О, не случайно Вознесенский очутился в машине Олжаса — как был ему созвучен брат казахский, когда склонялись музы в сулейменовских стихах: «Мне до свободы нужен шаг, / а ею пройден, / она предельна в падежах, / я — только в роде. / Она в склонениях верна, / я — в удареньях, / так выпьем темного вина — / до озаренья!»
Кто сказал про застойные? Завихрительны были семидесятые — «их подсвечивала алмазно / соблазнительница — речь». Вознесенский неспроста в 1979-м подытожит это десятилетие именно книгой «Соблазн». Не познанием эпоха соблазнила, а непознанным увела. «Почему же меня прельщают / музы веры и лебеды, / у которых мрак за плечами / и еще черней — впереди? / Почему, побеждая разум — / гибель слаще, чем барыши, — / соблазнитель крестообразно / дал соблазн спасенья души?..»
Среди ангелов-миллионов,
даже если жизнь не сбылась, —
соболезнуй несоблазненным.
Человека создал соблазн.
Джина Лоллобриджида прилетела на Московский кинофестиваль в июле 1971-го. Та самая Лоллобриджида, которую в «Антимирах» Вознесенского уже «ощупывал» Антибукашкин, академик, грезивший о чем-то своем. Теперь — «Лоллобриджиде надоело быть снимаемой. / Лоллобриджида прилетела / вас снимать…». Сногсшибательная итальянка привезла свою фотовыставку, заехала и в Переделкино. «Благослови, Лоллобриджида, мой порог. / Пустая слава, улучив предлог, / окинь мой кров, нацель аппаратуру! / Поэт полу-Букашкин, полу-Бог».
Но нет — «Я рождена для дома и семьи».
Поэт лишь «припадет / к кольцу / с дохристианскою эротикой, / где женщина берет запретный плод…».
Как чай откушать с блюдца хорошо!
Как страшно изогнуться в колесо,
где означает женщина
начало,
и ею же кончается кольцо.
(«Кольцо»)
В 1974-м, с апреля по июнь, в Пушкинском музее соблазняла непонятной улыбкой Джоконда. Соблазнено полтора миллиона советских граждан, отстоявших в очередях по семь часов. Соблазнена Екатерина Фурцева, министр культуры, раздобывшая немыслимую сумму в 100 миллионов долларов для страховки привезенного в Москву шедевра Леонардо да Винчи и лично заказавшая тот спецфутляр, в котором выставлялась «прекрасная флорентийка». Не эталонная красавица, а искушала Красотой. И вдохновляла — открывать загадки красоты во всех, кто есть вокруг, только уметь нужно их чувствовать и видеть.

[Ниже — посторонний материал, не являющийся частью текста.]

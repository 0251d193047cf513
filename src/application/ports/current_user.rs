use async_trait::async_trait;

use crate::domain::UserAccount;

#[async_trait]
pub trait CurrentUser: Send + Sync {
    /// Identity of the user behind the current request. Fails when no
    /// session is attached; callers that only need a language treat that
    /// failure as "use the default".
    async fn current(&self) -> Result<UserAccount, CurrentUserError>;
}

#[derive(Debug, thiserror::Error)]
pub enum CurrentUserError {
    #[error("no authenticated user")]
    NotAuthenticated,
    #[error("session lookup failed: {0}")]
    LookupFailed(String),
}
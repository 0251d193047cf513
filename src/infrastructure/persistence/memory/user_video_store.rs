use std::collections::HashMap;

use async_trait::async_trait;
use tokio::sync::RwLock;

use crate::application::ports::{RepositoryError, UserVideoRepository};
use crate::domain::{UserId, UserVideo, UserVideoId, VideoId};

/// Process-local association store. The single write lock around the whole
/// get-or-create makes it atomic, standing in for the uniqueness constraint
/// a real store enforces on (user, video).
#[derive(Default)]
pub struct InMemoryUserVideoRepository {
    rows: RwLock<HashMap<(UserId, VideoId), UserVideo>>,
}

impl InMemoryUserVideoRepository {
    pub fn new() -> Self {
        Self::default()
    }
}

#[async_trait]
impl UserVideoRepository for InMemoryUserVideoRepository {
    async fn get_or_create(
        &self,
        user_id: UserId,
        video_id: &VideoId,
    ) -> Result<UserVideo, RepositoryError> {
        let mut rows = self.rows.write().await;
        let row = rows
            .entry((user_id, video_id.clone()))
            .or_insert_with(|| UserVideo::new(user_id, video_id.clone()));
        Ok(row.clone())
    }

    async fn find(
        &self,
        user_id: UserId,
        video_id: &VideoId,
    ) -> Result<Option<UserVideo>, RepositoryError> {
        let rows = self.rows.read().await;
        Ok(rows.get(&(user_id, video_id.clone())).cloned())
    }

    async fn save_questions(
        &self,
        id: UserVideoId,
        questions: &[String],
    ) -> Result<(), RepositoryError> {
        let mut rows = self.rows.write().await;
        let row = rows
            .values_mut()
            .find(|row| row.id == id)
            .ok_or_else(|| RepositoryError::NotFound(format!("user video {}", id.as_uuid())))?;
        row.quick_start_questions = Some(questions.to_vec());
        Ok(())
    }
}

Вознесенский объяснит свое смятение чувств в поэме (у поэта она — «опера-детектив») «Дама треф»: «Как зовут Тебя, Муза? — Не знаю. / Назовем ее — Красота. / Отстоявши полночные смены, / не попавши в священный реестр, / вы, читательница поэмы, / может, вы героиня и есть?»
Просветлев от забот ежегодных,
отстояла очередя.
И в Москву прилетела Джоконда,
чтоб секунду взглянуть на Тебя.
А что касается земных муз поэтов и скандалов вокруг них — поэт всем любопытникам и «держателям морали» ответил стихами «Порнография духа»:
Отплясывает при народе
с поклонником голым подруга.
Ликуй, порнография плоти!
Но есть порнография духа.
Когда танцовщицу раздели,
стыжусь за пославших ее.
Когда мой собрат по панели,
стыжусь за него самого.
Подпольные миллионеры,
когда твоей родине худо,
являют в брильянтах и нерпах
свою порнографию духа.
Когда на собрании в зале
неверного судят супруга,
желая интимных деталей,
ревет порнография духа.
Как вы вообще это смеете!
Как часто мы с вами пытаемся
взглянуть при общественном свете,
когда и двоим — это таинство…
Конечно, спать вместе не стоило б…
Но в скважине голый глаз
значительно непристойнее
того, что он видит у вас…
* * *
Андрей Андреевич заметит в эссе «Судьбабы»: вспоминая о великих художниках, не стоит забывать «об их вдохновительницах» (а то и спасительницах). «Женщина рождает стихотворение, поэт только крестит его духовно». Великие музы, которых Вознесенскому «довелось застать на земле», будто отражались в двух зеркальцах.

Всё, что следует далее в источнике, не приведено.